Joseph Stiglitz livre une copie impeccable, moralisante, décrivant en long et en large les péripéties des instances américaines confrontées à l’explosion de la bulle dite sub-prime et démontre, avec évidence, que le mal est bien plus profond que la simple erreur sur les valeurs hypothécaires de quelques centaines de milliers de « home sweet home » américains. Le mal est dans l’os, dit-il, il est dans la mécanique générale de la Haute finance, il est dans les réflexes personnels d’auto6protection d’une petite caste de puissants et de décideurs, tous personnages plats, vains, sans aucune vocation ni même désir pour exercer le pouvoir inédit qu’ils ont, de fait, sur le devenir du monde. À la sortie du livre, même après quelques pieuses propositions de réforme, et bien que c’est un prix Nobel de l’Économie qui nous parlait (ou justement, parce que…) on reste atterré, car aucune issue ne semble s’ouvrir qui aurait une chance raisonnable de nous éviter de nouveaux désastres. Nous savons au moins, pour ceux d’entre nous qui en doutions encore, que la finance est plus dangereuse qu’une bombe atomique ; que les Docteurs Folamour qui nous entourent en complet-veston immensément, inutilement riches, sont incapables, avec la meilleure volonté du monde, à éviter quoique ce soit ou à mener le monde vers une destinée plus heureuse ou harmonieuse. De là à sauter le pas de la révolution prolétarienne, il n’y a plus beaucoup d’alternatives. D’une manière ou d’une autre cela finira dans le sang…
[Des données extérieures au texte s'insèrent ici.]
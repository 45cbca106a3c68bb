use crate::config::{ScaleConfig, ScaleStyle, ValueRange};
use crate::error::ConfigurationError;
use crate::geometry::{Point, Rect};
use crate::gesture::GestureTracker;
use crate::primitive::{DrawPrimitive, IndicatorPath, Label, Shadow, TickLine, TrackArc};
use crate::tick::TickClass;

pub const TICK_STROKE_WIDTH: f64 = 1.0;
pub const LABEL_GAP: f64 = 5.0; // between a major tick's inner end and its label
pub const INDICATOR_BASE_WIDTH: f64 = 8.0;
// ticks are measured from "up"; screen angles from "right"
const TICK_ANGLE_OFFSET: f64 = -90.0;

pub trait AngleSource {
    fn angle_degrees(&self) -> f64;
}

impl AngleSource for f64 {
    fn angle_degrees(&self) -> f64 {
        *self
    }
}

impl AngleSource for GestureTracker {
    fn angle_degrees(&self) -> f64 {
        self.angle()
    }
}

/// Where the dial sits inside its bounds. The track circle hangs from the top
/// edge, so only its upper part is normally visible.
#[derive(Debug, Clone, Copy, PartialEq)]
pub struct ScaleGeometry {
    pub center: Point,
    pub track_center: Point,
    pub outer_radius: f64,
    pub inner_radius: f64,
}

impl ScaleGeometry {
    pub fn new(style: &ScaleStyle, bounds: Rect) -> Self {
        let center = bounds.center();
        Self {
            center,
            track_center: Point::new(
                center.x,
                bounds.y + style.track_width / 2.0 + style.radius,
            ),
            outer_radius: style.outer_radius(),
            inner_radius: style.inner_radius(),
        }
    }
}

#[derive(Debug, Clone, Copy, PartialEq)]
pub struct Tick {
    pub value: i32,
    pub class: TickClass,
    /// Screen angle in radians around the track center.
    pub angle: f64,
}

impl Tick {
    pub fn new(value: i32, range: &ValueRange, angle_degrees: f64) -> Self {
        let degrees =
            f64::from(value) - f64::from(range.initial) + angle_degrees + TICK_ANGLE_OFFSET;
        Self {
            value,
            class: TickClass::classify(value),
            angle: degrees.to_radians(),
        }
    }
}

pub fn ticks(range: &ValueRange, angle_degrees: f64) -> impl Iterator<Item = Tick> + '_ {
    range
        .values()
        .map(move |value| Tick::new(value, range, angle_degrees))
}

/// Builds the primitives for one frame: the track ring, then each tick (and
/// label for major ticks) in ascending value order, then the indicator.
pub fn layout(
    config: &ScaleConfig,
    angle: &impl AngleSource,
    bounds: Rect,
) -> Result<Vec<DrawPrimitive>, ConfigurationError> {
    config.validate()?;
    if bounds.is_empty() {
        return Ok(Vec::new());
    }

    let style = &config.style;
    let geometry = ScaleGeometry::new(style, bounds);
    let angle_degrees = angle.angle_degrees();

    let tick_count = config.range.values().count();
    let mut primitives = Vec::with_capacity(tick_count + tick_count / 10 + 3);

    primitives.push(track_ring(style, &geometry).into());

    for tick in ticks(&config.range, angle_degrees) {
        let tick_style = style.ticks.get(tick.class);
        let inner_end = geometry.outer_radius - tick_style.length;

        primitives.push(
            TickLine {
                value: tick.value,
                class: tick.class,
                start: Point::polar(geometry.track_center, inner_end, tick.angle),
                end: Point::polar(geometry.track_center, geometry.outer_radius, tick.angle),
                color: tick_style.color,
                stroke_width: TICK_STROKE_WIDTH,
            }
            .into(),
        );

        if tick.class.is_labelled() {
            let text_radius = inner_end - LABEL_GAP - style.label_text_size;
            primitives.push(
                Label {
                    value: tick.value,
                    text: tick.value.abs().to_string(),
                    position: Point::polar(geometry.track_center, text_radius, tick.angle),
                    rotation_degrees: tick.angle.to_degrees() + 90.0,
                    text_size: style.label_text_size,
                    color: style.label_color,
                }
                .into(),
            );
        }
    }

    primitives.push(indicator(style, &geometry).into());

    log::trace!(
        "Laid out {} primitives for angle {:.2}°",
        primitives.len(),
        angle_degrees
    );
    Ok(primitives)
}

fn track_ring(style: &ScaleStyle, geometry: &ScaleGeometry) -> TrackArc {
    let shadow = (style.shadow_blur > 0.0).then(|| Shadow {
        blur_radius: style.shadow_blur,
        offset: Point::default(),
        color: style.shadow_color,
    });

    TrackArc {
        center: geometry.track_center,
        radius: style.radius,
        stroke_width: style.track_width,
        color: style.track_color,
        shadow,
    }
}

fn indicator(style: &ScaleStyle, geometry: &ScaleGeometry) -> IndicatorPath {
    let Point { x, y } = geometry.track_center;
    let base_y = y - geometry.inner_radius;
    let half_base = INDICATOR_BASE_WIDTH / 2.0;

    IndicatorPath {
        points: [
            Point::new(x, base_y - style.indicator_length),
            Point::new(x - half_base, base_y),
            Point::new(x + half_base, base_y),
        ],
        color: style.indicator_color,
    }
}

#[cfg(test)]
mod tests {
    use super::*;
    use crate::color::Color;

    const BOUNDS: Rect = Rect {
        x: 0.0,
        y: 0.0,
        width: 400.0,
        height: 300.0,
    };

    fn assert_close(actual: f64, expected: f64) {
        assert!(
            (actual - expected).abs() < 1e-6,
            "expected {expected}, got {actual}"
        );
    }

    fn weight_config() -> ScaleConfig {
        ScaleConfig::default()
    }

    #[test]
    fn test_geometry_from_bounds() {
        let style = ScaleStyle::default();
        let geometry = ScaleGeometry::new(&style, Rect::new(10.0, 20.0, 400.0, 300.0));
        assert_eq!(geometry.center, Point::new(210.0, 170.0));
        assert_eq!(geometry.track_center, Point::new(210.0, 20.0 + 75.0 + 550.0));
        assert_eq!(geometry.outer_radius, 625.0);
        assert_eq!(geometry.inner_radius, 475.0);
    }

    #[test]
    fn test_primitive_order_and_counts() {
        let config = weight_config();
        let primitives = layout(&config, &0.0, BOUNDS).unwrap();

        // ring + 231 ticks + 24 labels + indicator
        assert_eq!(primitives.len(), 1 + 231 + 24 + 1);
        assert!(matches!(primitives.first(), Some(DrawPrimitive::Arc(_))));
        assert!(matches!(primitives.last(), Some(DrawPrimitive::IndicatorPath(_))));

        let tick_values: Vec<i32> = primitives
            .iter()
            .filter_map(DrawPrimitive::as_tick)
            .map(|t| t.value)
            .collect();
        assert_eq!(tick_values, (20..=250).collect::<Vec<_>>());

        // each label directly follows its major tick
        for pair in primitives.windows(2) {
            if let DrawPrimitive::Label(label) = &pair[1] {
                let tick = pair[0].as_tick().unwrap();
                assert_eq!(tick.value, label.value);
                assert_eq!(tick.class, TickClass::Major);
            }
        }
    }

    #[test]
    fn test_label_count_matches_major_ticks() {
        for range in [
            ValueRange::new(20, 250, 80),
            ValueRange::new(-47, 13, 0),
            ValueRange::new(1, 9, 5),
            ValueRange::new(10, 10, 10),
        ] {
            let config = ScaleConfig::new(range, ScaleStyle::default());
            let primitives = layout(&config, &0.0, BOUNDS).unwrap();

            let labels = primitives.iter().filter_map(DrawPrimitive::as_label).count();
            let majors = range
                .values()
                .filter(|v| TickClass::classify(*v) == TickClass::Major)
                .count();
            assert_eq!(labels, majors, "{range:?}");
        }
    }

    #[test]
    fn test_tick_classes_use_their_style() {
        let config = weight_config();
        let ticks = config.style.ticks;
        let primitives = layout(&config, &0.0, BOUNDS).unwrap();

        for tick in primitives.iter().filter_map(DrawPrimitive::as_tick) {
            let expected = ticks.get(TickClass::classify(tick.value));
            assert_eq!(tick.class, TickClass::classify(tick.value));
            assert_eq!(tick.color, expected.color);
            assert_eq!(tick.stroke_width, TICK_STROKE_WIDTH);
            assert_close(tick.start.distance_to(tick.end), expected.length);
        }
    }

    #[test]
    fn test_initial_value_sits_under_indicator() {
        let config = weight_config();
        let geometry = ScaleGeometry::new(&config.style, BOUNDS);
        let primitives = layout(&config, &0.0, BOUNDS).unwrap();

        let tick = primitives
            .iter()
            .filter_map(DrawPrimitive::as_tick)
            .find(|t| t.value == 80)
            .unwrap();
        assert_close(tick.end.x, geometry.track_center.x);
        assert_close(tick.end.y, geometry.track_center.y - 625.0);
        assert_close(tick.start.y, geometry.track_center.y - 625.0 + 35.0);

        let label = primitives
            .iter()
            .filter_map(DrawPrimitive::as_label)
            .find(|l| l.value == 80)
            .unwrap();
        assert_eq!(label.text, "80");
        assert_close(label.rotation_degrees, 0.0);
        assert_close(label.position.x, geometry.track_center.x);
        assert_close(
            label.position.y,
            geometry.track_center.y - (625.0 - 35.0 - LABEL_GAP - 18.0),
        );
    }

    #[test]
    fn test_rotation_brings_selected_value_to_top() {
        let config = weight_config();
        let geometry = ScaleGeometry::new(&config.style, BOUNDS);
        // angle 30 selects 50
        let primitives = layout(&config, &30.0, BOUNDS).unwrap();

        let tick = primitives
            .iter()
            .filter_map(DrawPrimitive::as_tick)
            .find(|t| t.value == 50)
            .unwrap();
        assert_close(tick.end.x, geometry.track_center.x);
        assert!(tick.end.y < geometry.track_center.y);

        // one unit further sits one degree clockwise
        let next = Tick::new(51, &config.range, 30.0);
        assert_close(next.angle.to_degrees(), -89.0);
    }

    #[test]
    fn test_labels_show_absolute_values() {
        let config = ScaleConfig::new(ValueRange::new(-20, 0, -10), ScaleStyle::default());
        let texts: Vec<String> = layout(&config, &0.0, BOUNDS)
            .unwrap()
            .iter()
            .filter_map(DrawPrimitive::as_label)
            .map(|l| l.text.clone())
            .collect();
        assert_eq!(texts, vec!["20", "10", "0"]);
    }

    #[test]
    fn test_indicator_is_fixed_at_top() {
        let config = weight_config();
        let geometry = ScaleGeometry::new(&config.style, BOUNDS);

        for angle in [0.0, 45.0, -170.0] {
            let primitives = layout(&config, &angle, BOUNDS).unwrap();
            let Some(DrawPrimitive::IndicatorPath(path)) = primitives.last() else {
                panic!("indicator must be last");
            };
            let base_y = geometry.track_center.y - 475.0;
            assert_eq!(path.points[0], Point::new(200.0, base_y - 60.0));
            assert_eq!(path.points[1], Point::new(196.0, base_y));
            assert_eq!(path.points[2], Point::new(204.0, base_y));
            assert_eq!(path.color, Color::green());
        }
    }

    #[test]
    fn test_track_ring() {
        let config = weight_config();
        let primitives = layout(&config, &0.0, BOUNDS).unwrap();
        let Some(DrawPrimitive::Arc(ring)) = primitives.first() else {
            panic!("ring must be first");
        };
        assert_eq!(ring.radius, 550.0);
        assert_eq!(ring.stroke_width, 150.0);
        assert_eq!(ring.color, Color::white());
        assert_eq!(ring.shadow.map(|s| s.blur_radius), Some(60.0));

        let mut style = ScaleStyle::default();
        style.shadow_blur = 0.0;
        let primitives = layout(&ScaleConfig::new(config.range, style), &0.0, BOUNDS).unwrap();
        let Some(DrawPrimitive::Arc(ring)) = primitives.first() else {
            panic!("ring must be first");
        };
        assert_eq!(ring.shadow, None);
    }

    #[test]
    fn test_layout_is_idempotent() {
        let config = weight_config();
        let first = layout(&config, &-42.5, BOUNDS).unwrap();
        let second = layout(&config, &-42.5, BOUNDS).unwrap();
        assert_eq!(first, second);
    }

    #[test]
    fn test_empty_bounds_draw_nothing() {
        let config = weight_config();
        for bounds in [
            Rect::from_size(0.0, 300.0),
            Rect::from_size(400.0, 0.0),
            Rect::from_size(-5.0, -5.0),
        ] {
            assert_eq!(layout(&config, &0.0, bounds), Ok(Vec::new()));
        }
    }

    #[test]
    fn test_invalid_config_fails() {
        let inverted = ScaleConfig::new(ValueRange::new(250, 20, 80), ScaleStyle::default());
        assert_eq!(
            layout(&inverted, &0.0, BOUNDS),
            Err(ConfigurationError::EmptyRange { min: 250, max: 20 })
        );

        let style = ScaleStyle {
            radius: 75.0,
            ..ScaleStyle::default()
        };
        let too_wide = ScaleConfig::new(ValueRange::default(), style);
        assert!(matches!(
            layout(&too_wide, &0.0, Rect::from_size(0.0, 0.0)),
            Err(ConfigurationError::TrackTooWide { .. })
        ));
    }

    #[test]
    fn test_tracker_as_angle_source() {
        let config = weight_config();
        let mut tracker = GestureTracker::new(config.range).unwrap();
        tracker.set_pivot(ScaleGeometry::new(&config.style, BOUNDS).track_center);

        assert_eq!(
            layout(&config, &tracker, BOUNDS).unwrap(),
            layout(&config, &0.0, BOUNDS).unwrap()
        );
    }
}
Comment j’ai liquidé le siècle

Un de ces Docteurs Folamour, lisez un golden boy, un trader, est justement le héros du roman de Flore Vasseur. Qui est une journaliste honorable pour ce que l’on en sait, mais qui préfère ne pas apparaître comme telle en quatrième de couverture. C’est donc un roman, une espèce de thriller, ma foi de bonne facture (c’est-à-dire qu’il tient en haleine). C’est aussi, sous ces dehors innocents, une espèce de reportage dans le monde des traders, qui explore avec pas mal d’acuité ce qui se passe dans la tête et dans la vie des écervelés, qui pour ne pas nous gouverner, forment la piétaille des soi-disant décideurs dont traite Stiglitz. On avait vu Wall street, et la réalité d’aujourd’hui n’en est pas si lointaine. L’économie, connais pas, mais les chiffres, les algorythmes financiers, ces machines qui font les cours pratiquement sans intervention humaine, cet espèce de gigantesque casino ou des Intelligences Artificielles s’affrontent dans le seul but de produire des bonus et des portefeuilles pour leurs concepteurs, cela donne froid dans le dos parce qu’on voit bien que tout ceci n’est aucunement de la science fiction mais de la réalité prise sur le vif.
La vue d’en haut, la vue d’en bas. La théorie et les grandes orientations politiques, Pa r un prix Nobel et la vie de tous les jours d’un trader vu par une romancière. Démonstration où la fiction soulève au moins autant de réflexion que le cours magistral.
Deux livres très complémentaires, donc, qui pour ne nous offrir aucune solution, nous expliquent, chacun à sa façon, comment ça marche. Et pourquoi les techniciennes de surface du quai de Ouistreham souffrent, vivotent, pleurent, toujours à la limite de l’existence…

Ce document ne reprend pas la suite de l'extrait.